A few days ago, the NBA dreams of one promising prospect ended before they really began, when Baylor big man Isaiah Austin retired from basketball after learning he had Marfan syndrome. To get a better understanding of what exactly Marfan syndrome is, why it is dangerous for athletes, and what happens for Austin next, we reached out to Carolyn Levering, the CEO of The Marfan Foundation, a non-profit organization that researches Marfan syndrome, and helps educate others on the disorder.
What exactly is Marfan syndrome?
Marfan syndrome is a life threatening genetic disorder that affects the body's connective tissue, which is throughout the body, and helps regulate how we grow. Some of the features are easier to see, like long arms, long legs, long fingers. Usually, but not always, this means a tall and thin body type. It could mean a curved spine, a sunken in chest, and flexible joints. Sometimes, Marfan can cause unexplained stretch marks on the skin as well.
What's harder to detect are the heart issues, especially issues related to the aorta. The aorta is the large blood vessel that carries blood away from the heart, and with Marfan, it has a danger of rupture. Marfan can also bring about a sudden collapse of the lung, or serious eye problems, like detached retinas (Note: Isaiah Austin infamously suffered a detached retina while playing high school basketball). Frequently, eye doctors are actually a point in diagnosis.
If Marfan was not diagnosed and treated, what could happen?
There would be a risk of aortic dissection, which could kill you. This happened with Flo Hyman, a U.S. Olympic volleyball player, who was untreated and died on the sidelines of a match. Hyman did not know she had Marfan syndrome.
Somebody who has undetected Marfan syndrome is at risk for sudden death.
What does that detection process look like? Can it be spotted easily?
First, a doctor would need to notice enough of the characteristics and be suspicious enough to send the patient to get an echocardiogram, to get a better look at the heart. An eye exam and specific orthopedic measurements may also be involved. Because the syndrome impacts multiple body systems, it is important to have something beyond an EKG to verify if somebody has Marfan syndrome.

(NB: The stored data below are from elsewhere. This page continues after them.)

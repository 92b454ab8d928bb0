use std::path::{Path, PathBuf};
use std::time::Duration;

use serde::{Deserialize, Serialize};
use thiserror::Error;

use crate::inference::DEFAULT_MODEL_PATH;
use crate::inference::sample::DEFAULT_SAMPLE_PATH;
use crate::model::history::DEFAULT_HISTORY_CAPACITY;

pub const DEFAULT_TICK_INTERVAL_MS: u64 = 200;

#[derive(Error, Debug)]
pub enum ConfigError {
    #[error("IO error reading {}: {source}", path.display())]
    Io {
        path: PathBuf,
        source: std::io::Error,
    },
    #[error("malformed config {}: {source}", path.display())]
    Json {
        path: PathBuf,
        source: serde_json::Error,
    },
    #[error("invalid config: {0}")]
    Invalid(String),
}

#[derive(Debug, Clone, PartialEq, Serialize, Deserialize)]
#[serde(default)]
pub struct SessionConfig {
    pub tick_interval_ms: u64,
    pub history_capacity: usize,
    pub model_path: PathBuf,
    pub sample_path: PathBuf,
    pub seed: Option<u64>,
}

impl Default for SessionConfig {
    fn default() -> Self {
        Self {
            tick_interval_ms: DEFAULT_TICK_INTERVAL_MS,
            history_capacity: DEFAULT_HISTORY_CAPACITY,
            model_path: PathBuf::from(DEFAULT_MODEL_PATH),
            sample_path: PathBuf::from(DEFAULT_SAMPLE_PATH),
            seed: None,
        }
    }
}

impl SessionConfig {
    pub fn load(path: &Path) -> Result<Self, ConfigError> {
        let text = std::fs::read_to_string(path).map_err(|source| ConfigError::Io {
            path: path.to_path_buf(),
            source,
        })?;
        let config: SessionConfig =
            serde_json::from_str(&text).map_err(|source| ConfigError::Json {
                path: path.to_path_buf(),
                source,
            })?;
        config.validate()?;
        Ok(config)
    }

    pub fn validate(&self) -> Result<(), ConfigError> {
        if self.tick_interval_ms == 0 {
            return Err(ConfigError::Invalid(
                "tick_interval_ms must be positive".to_string(),
            ));
        }
        if self.history_capacity == 0 {
            return Err(ConfigError::Invalid(
                "history_capacity must be positive".to_string(),
            ));
        }
        Ok(())
    }

    pub fn tick_interval(&self) -> Duration {
        Duration::from_millis(self.tick_interval_ms)
    }
}

#[cfg(test)]
#[path = "../tests/src_inline/config.rs"]
mod tests;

In the case of Isaiah Austin, it appears he was sent in for a genetic test. We are fortunate today that there is genetic testing, which can be a complement to the clinical exam.
Do the NCAA (or NBA) help educate and diagnose those with the disorder?
We've done mailing to coaches and physical education teachers to help educate, and we've worked with the National Federation of High School Athletic Associations, and with the National Athletic Trainers Association. We encourage our members to reach out to their schools to make sure that they prescreen their athletes. We would value the opportunity to partner more fully with organizations that are responsible for athletes, screening them before they enter school sports, or professional sports.
In the case of Isaiah Austin, a really savvy doctor took the necessary steps, and his life was probably saved. We see our job now is to seek further partnerships to make sure that all athletes, from middle school, high school, college or professionals, are not placed at risk, since this is something that can be identified and managed. We are concerned that nearly half the people who have Marfan syndrome don't know it.
Are you aware of any specific requirement in the NCAA that would require the school to test for Marfan?
That would vary from school to school.
Recently Jeff Green and Ronny Turiaf have had heart surgeries and been able to play again. Is that possible in this case?
Well, an affected individual would need to be in the care of at least one, if not multiple specialists who are familiar with Marfan syndrome. There will be eye involvement, lung involvement, and they'll need to be working with a cardiologist and a geneticist. There are medications available that they should be considering, and there are surgical options. Obviously, lifestyle adaptations are also a part of life after diagnosis.
It's important to point out that 40 years ago, people were dying in their 30s and 40s from Marfan. Now, people can live into their 70s, but that is only if they are taking their medications, looking at surgical options, and making the proper lifestyle adaptations. This is why early diagnosis is so important. If somebody isn't diagnosed, they may as well be living in 1940, before we had open heart surgery.
In terms of whether somebody could go back to an active lifestyle after a surgery, it's important to remember that with Marfan, and many other related disorders, the entire aorta is at risk. Even if there is a surgery that can help repair a part at risk for a tear, the entire aorta is still affected, and they will need to have medication to slow the enlargement. It's possible that additional surgery may be needed down the road.
So this isn't something you can just fix and have it over with then?
Knowing all of that, while it is obviously tragic that Isaiah Austin, or anybody else diagnosed at a similar time, will not be able to pursue a career as a professional basketball player, it is excellent news that the disorder was caught at all, since it likely saved his life.